▶ ASSIGNMENT:
Each line starting at the one that contains "self.links.is_empty()" and ending at the one that contains "fn send(&self, mut" must be returned exactly, and the rest of the listing is left out.

▶ MATERIAL TO PROCESS:
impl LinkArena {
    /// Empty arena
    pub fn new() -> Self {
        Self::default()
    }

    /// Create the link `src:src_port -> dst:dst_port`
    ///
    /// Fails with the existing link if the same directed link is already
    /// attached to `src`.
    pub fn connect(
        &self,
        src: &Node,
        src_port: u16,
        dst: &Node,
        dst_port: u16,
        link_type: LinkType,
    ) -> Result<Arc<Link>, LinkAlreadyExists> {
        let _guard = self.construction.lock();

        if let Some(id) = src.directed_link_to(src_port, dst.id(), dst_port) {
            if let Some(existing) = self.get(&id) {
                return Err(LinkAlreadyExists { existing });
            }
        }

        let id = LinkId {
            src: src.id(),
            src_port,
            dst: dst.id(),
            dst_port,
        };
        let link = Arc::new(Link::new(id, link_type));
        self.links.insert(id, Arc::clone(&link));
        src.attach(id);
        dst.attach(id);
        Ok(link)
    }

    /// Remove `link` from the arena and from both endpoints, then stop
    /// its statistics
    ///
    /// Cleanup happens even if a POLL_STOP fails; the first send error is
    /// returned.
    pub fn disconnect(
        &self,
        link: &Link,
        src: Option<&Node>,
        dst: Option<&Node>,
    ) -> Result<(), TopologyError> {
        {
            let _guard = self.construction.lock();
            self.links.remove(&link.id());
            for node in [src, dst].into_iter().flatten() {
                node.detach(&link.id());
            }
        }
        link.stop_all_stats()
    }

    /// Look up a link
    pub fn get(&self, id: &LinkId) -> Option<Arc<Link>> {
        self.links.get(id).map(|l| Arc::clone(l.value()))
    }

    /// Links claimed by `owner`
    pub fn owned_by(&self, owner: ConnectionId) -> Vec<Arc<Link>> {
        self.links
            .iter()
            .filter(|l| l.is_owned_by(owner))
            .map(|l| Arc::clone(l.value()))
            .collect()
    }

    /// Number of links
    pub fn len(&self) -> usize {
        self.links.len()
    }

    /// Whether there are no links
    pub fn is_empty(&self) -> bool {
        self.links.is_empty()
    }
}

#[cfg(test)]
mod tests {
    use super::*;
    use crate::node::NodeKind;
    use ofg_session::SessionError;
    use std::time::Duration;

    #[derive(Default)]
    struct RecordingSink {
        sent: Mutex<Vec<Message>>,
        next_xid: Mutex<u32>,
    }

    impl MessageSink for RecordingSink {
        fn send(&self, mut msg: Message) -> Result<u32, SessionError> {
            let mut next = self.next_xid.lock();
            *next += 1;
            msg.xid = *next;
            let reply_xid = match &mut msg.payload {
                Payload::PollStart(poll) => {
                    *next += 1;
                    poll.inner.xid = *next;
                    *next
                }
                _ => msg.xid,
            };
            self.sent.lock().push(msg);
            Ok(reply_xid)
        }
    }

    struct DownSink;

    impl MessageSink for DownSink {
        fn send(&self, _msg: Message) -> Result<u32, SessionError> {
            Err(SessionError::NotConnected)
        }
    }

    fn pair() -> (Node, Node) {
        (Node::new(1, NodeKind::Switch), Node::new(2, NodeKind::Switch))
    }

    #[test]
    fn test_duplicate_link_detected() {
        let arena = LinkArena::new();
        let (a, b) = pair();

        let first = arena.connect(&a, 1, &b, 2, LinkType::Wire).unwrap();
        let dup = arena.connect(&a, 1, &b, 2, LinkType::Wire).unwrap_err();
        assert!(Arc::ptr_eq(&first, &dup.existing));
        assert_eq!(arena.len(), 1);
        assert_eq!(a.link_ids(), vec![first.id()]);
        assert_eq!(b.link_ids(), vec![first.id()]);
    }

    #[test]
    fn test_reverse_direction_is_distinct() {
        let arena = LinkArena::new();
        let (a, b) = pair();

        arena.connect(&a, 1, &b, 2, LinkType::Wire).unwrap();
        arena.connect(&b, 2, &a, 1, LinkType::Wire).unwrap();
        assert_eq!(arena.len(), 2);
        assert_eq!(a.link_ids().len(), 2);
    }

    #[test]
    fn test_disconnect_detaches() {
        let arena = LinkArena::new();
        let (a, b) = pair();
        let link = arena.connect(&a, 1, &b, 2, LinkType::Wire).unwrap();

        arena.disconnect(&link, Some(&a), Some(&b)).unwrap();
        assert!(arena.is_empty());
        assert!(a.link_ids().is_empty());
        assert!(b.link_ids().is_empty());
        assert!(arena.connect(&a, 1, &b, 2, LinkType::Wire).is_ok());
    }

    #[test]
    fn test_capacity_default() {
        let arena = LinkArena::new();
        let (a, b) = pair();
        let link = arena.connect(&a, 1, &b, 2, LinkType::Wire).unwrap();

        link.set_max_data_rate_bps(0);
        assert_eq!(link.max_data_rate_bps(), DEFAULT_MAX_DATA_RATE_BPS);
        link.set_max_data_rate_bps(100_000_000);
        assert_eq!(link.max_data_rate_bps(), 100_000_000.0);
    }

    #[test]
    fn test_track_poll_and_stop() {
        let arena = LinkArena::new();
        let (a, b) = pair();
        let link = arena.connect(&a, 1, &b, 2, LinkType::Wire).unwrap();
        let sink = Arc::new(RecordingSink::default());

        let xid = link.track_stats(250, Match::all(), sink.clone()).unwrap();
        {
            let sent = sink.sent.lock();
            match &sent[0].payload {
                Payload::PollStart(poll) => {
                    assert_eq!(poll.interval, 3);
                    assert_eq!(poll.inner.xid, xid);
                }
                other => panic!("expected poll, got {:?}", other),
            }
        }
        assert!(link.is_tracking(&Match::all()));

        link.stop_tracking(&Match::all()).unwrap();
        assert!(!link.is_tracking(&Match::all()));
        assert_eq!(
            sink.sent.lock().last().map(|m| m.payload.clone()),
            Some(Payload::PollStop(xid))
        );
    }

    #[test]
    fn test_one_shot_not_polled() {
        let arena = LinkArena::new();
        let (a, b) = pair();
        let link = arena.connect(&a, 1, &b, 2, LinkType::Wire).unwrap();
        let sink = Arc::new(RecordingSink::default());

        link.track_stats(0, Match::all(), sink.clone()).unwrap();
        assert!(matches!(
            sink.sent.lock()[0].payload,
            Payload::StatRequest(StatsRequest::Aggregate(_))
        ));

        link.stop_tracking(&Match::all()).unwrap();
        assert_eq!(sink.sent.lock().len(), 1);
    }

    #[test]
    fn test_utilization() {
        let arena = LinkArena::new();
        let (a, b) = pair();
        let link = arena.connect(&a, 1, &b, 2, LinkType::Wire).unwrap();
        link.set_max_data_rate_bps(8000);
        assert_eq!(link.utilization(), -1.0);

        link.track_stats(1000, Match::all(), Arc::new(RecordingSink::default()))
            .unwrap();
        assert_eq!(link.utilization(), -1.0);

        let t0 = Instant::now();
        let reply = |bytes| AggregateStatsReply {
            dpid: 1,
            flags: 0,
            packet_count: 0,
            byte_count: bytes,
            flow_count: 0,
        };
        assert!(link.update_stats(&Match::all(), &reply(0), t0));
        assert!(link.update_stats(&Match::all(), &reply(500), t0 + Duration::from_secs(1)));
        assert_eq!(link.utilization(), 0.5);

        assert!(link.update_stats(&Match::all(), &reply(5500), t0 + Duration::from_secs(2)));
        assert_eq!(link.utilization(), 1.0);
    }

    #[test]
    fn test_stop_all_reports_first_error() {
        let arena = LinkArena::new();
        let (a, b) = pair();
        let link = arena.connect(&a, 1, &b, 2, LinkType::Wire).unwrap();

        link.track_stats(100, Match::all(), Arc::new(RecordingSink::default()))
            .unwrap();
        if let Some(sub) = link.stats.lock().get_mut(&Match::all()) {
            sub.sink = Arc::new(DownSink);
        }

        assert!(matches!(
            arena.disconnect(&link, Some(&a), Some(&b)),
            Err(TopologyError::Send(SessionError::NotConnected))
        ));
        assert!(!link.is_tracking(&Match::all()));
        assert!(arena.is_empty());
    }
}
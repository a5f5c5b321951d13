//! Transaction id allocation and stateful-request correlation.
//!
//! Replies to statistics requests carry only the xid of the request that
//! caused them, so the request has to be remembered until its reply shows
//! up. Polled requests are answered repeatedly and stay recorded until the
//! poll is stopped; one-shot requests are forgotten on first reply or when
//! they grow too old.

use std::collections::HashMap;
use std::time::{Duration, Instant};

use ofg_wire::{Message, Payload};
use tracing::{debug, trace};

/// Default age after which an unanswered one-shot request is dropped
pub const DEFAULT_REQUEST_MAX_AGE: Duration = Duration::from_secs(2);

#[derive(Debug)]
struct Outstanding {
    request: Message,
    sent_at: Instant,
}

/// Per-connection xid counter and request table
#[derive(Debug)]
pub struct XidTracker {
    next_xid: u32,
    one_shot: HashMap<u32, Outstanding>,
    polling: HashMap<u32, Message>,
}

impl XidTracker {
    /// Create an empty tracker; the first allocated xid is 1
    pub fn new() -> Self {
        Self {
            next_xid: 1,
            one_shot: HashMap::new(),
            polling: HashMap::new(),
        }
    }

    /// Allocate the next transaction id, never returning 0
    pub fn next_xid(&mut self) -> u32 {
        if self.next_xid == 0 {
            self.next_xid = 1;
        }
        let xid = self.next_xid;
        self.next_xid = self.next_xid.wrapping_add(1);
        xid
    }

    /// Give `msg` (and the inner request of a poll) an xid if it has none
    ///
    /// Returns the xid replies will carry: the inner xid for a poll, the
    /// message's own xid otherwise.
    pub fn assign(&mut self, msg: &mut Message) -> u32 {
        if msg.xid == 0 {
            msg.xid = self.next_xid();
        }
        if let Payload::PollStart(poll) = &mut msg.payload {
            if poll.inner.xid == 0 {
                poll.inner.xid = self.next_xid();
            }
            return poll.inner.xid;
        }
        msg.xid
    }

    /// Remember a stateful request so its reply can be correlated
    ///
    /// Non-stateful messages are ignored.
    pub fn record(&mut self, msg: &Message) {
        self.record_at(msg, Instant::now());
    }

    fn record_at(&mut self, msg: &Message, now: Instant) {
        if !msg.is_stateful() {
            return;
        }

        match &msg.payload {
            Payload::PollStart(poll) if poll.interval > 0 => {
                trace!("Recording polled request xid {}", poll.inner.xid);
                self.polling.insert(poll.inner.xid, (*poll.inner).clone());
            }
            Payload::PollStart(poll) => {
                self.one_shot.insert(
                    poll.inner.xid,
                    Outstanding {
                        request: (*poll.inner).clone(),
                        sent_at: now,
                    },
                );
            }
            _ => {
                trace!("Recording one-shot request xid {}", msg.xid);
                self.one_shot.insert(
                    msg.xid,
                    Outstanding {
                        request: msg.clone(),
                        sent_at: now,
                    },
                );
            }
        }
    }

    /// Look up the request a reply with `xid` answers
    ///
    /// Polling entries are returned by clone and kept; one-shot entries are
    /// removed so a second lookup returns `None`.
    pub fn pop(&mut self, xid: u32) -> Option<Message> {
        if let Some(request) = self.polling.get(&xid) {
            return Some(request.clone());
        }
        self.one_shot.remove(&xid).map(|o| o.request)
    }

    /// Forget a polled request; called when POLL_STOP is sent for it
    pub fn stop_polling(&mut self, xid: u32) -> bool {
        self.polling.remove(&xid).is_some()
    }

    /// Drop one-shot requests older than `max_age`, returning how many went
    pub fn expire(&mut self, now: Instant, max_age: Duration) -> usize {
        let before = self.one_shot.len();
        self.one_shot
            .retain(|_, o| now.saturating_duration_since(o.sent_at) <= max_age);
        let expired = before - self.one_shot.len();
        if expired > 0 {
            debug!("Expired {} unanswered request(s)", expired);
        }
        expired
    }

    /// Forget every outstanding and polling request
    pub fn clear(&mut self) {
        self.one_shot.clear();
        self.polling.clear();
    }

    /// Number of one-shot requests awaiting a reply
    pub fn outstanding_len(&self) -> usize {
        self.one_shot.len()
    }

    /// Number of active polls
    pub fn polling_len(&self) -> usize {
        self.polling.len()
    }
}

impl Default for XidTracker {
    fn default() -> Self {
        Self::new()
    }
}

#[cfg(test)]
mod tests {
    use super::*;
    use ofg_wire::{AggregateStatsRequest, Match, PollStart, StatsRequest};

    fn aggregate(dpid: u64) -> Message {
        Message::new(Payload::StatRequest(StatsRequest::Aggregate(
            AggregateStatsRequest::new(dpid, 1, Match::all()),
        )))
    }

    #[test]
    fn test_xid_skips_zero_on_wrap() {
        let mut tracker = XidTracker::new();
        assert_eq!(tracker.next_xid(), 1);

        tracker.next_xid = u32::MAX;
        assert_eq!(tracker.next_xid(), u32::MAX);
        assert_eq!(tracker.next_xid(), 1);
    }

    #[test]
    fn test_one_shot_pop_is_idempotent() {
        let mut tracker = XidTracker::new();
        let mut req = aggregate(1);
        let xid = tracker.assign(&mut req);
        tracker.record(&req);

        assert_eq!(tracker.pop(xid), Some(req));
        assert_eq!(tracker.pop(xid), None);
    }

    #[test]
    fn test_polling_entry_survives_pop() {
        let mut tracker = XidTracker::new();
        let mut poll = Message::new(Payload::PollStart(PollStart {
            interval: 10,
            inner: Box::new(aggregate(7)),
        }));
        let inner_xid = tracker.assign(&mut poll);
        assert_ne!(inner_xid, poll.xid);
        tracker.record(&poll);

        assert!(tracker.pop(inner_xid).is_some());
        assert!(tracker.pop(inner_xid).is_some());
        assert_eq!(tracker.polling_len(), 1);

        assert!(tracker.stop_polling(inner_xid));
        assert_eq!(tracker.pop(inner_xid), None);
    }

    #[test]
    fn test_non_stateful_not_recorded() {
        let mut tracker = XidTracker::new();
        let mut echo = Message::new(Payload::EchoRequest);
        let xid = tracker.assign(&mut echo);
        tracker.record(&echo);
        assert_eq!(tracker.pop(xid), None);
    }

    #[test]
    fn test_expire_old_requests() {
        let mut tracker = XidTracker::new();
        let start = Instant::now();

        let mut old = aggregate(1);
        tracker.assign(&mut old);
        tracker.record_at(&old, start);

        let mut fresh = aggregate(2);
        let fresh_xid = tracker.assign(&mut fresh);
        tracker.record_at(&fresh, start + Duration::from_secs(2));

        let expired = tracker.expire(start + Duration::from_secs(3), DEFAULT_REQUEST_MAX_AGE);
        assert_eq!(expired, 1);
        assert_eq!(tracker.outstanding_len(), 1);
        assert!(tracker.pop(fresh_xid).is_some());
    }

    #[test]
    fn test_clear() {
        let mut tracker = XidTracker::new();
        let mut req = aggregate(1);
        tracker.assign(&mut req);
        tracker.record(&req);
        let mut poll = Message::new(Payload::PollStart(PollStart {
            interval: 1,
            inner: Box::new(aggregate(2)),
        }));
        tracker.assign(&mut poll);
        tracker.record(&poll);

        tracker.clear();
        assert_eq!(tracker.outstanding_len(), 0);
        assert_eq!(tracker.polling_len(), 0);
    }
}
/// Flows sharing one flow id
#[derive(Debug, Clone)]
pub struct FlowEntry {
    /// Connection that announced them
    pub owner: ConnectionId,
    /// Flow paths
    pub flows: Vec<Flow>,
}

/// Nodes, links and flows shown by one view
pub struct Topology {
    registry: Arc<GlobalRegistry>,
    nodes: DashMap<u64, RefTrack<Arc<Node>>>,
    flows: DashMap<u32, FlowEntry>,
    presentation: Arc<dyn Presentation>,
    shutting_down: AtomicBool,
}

▶ ANSWER SPACE:
        self.links.is_empty()
    }
}

#[cfg(test)]
mod tests {
    use super::*;
    use crate::node::NodeKind;
    use ofg_session::SessionError;
    use std::time::Duration;

    #[derive(Default)]
    struct RecordingSink {
        sent: Mutex<Vec<Message>>,
        next_xid: Mutex<u32>,
    }

    impl MessageSink for RecordingSink {
        fn send(&self, mut msg: Message) -> Result<u32, SessionError> {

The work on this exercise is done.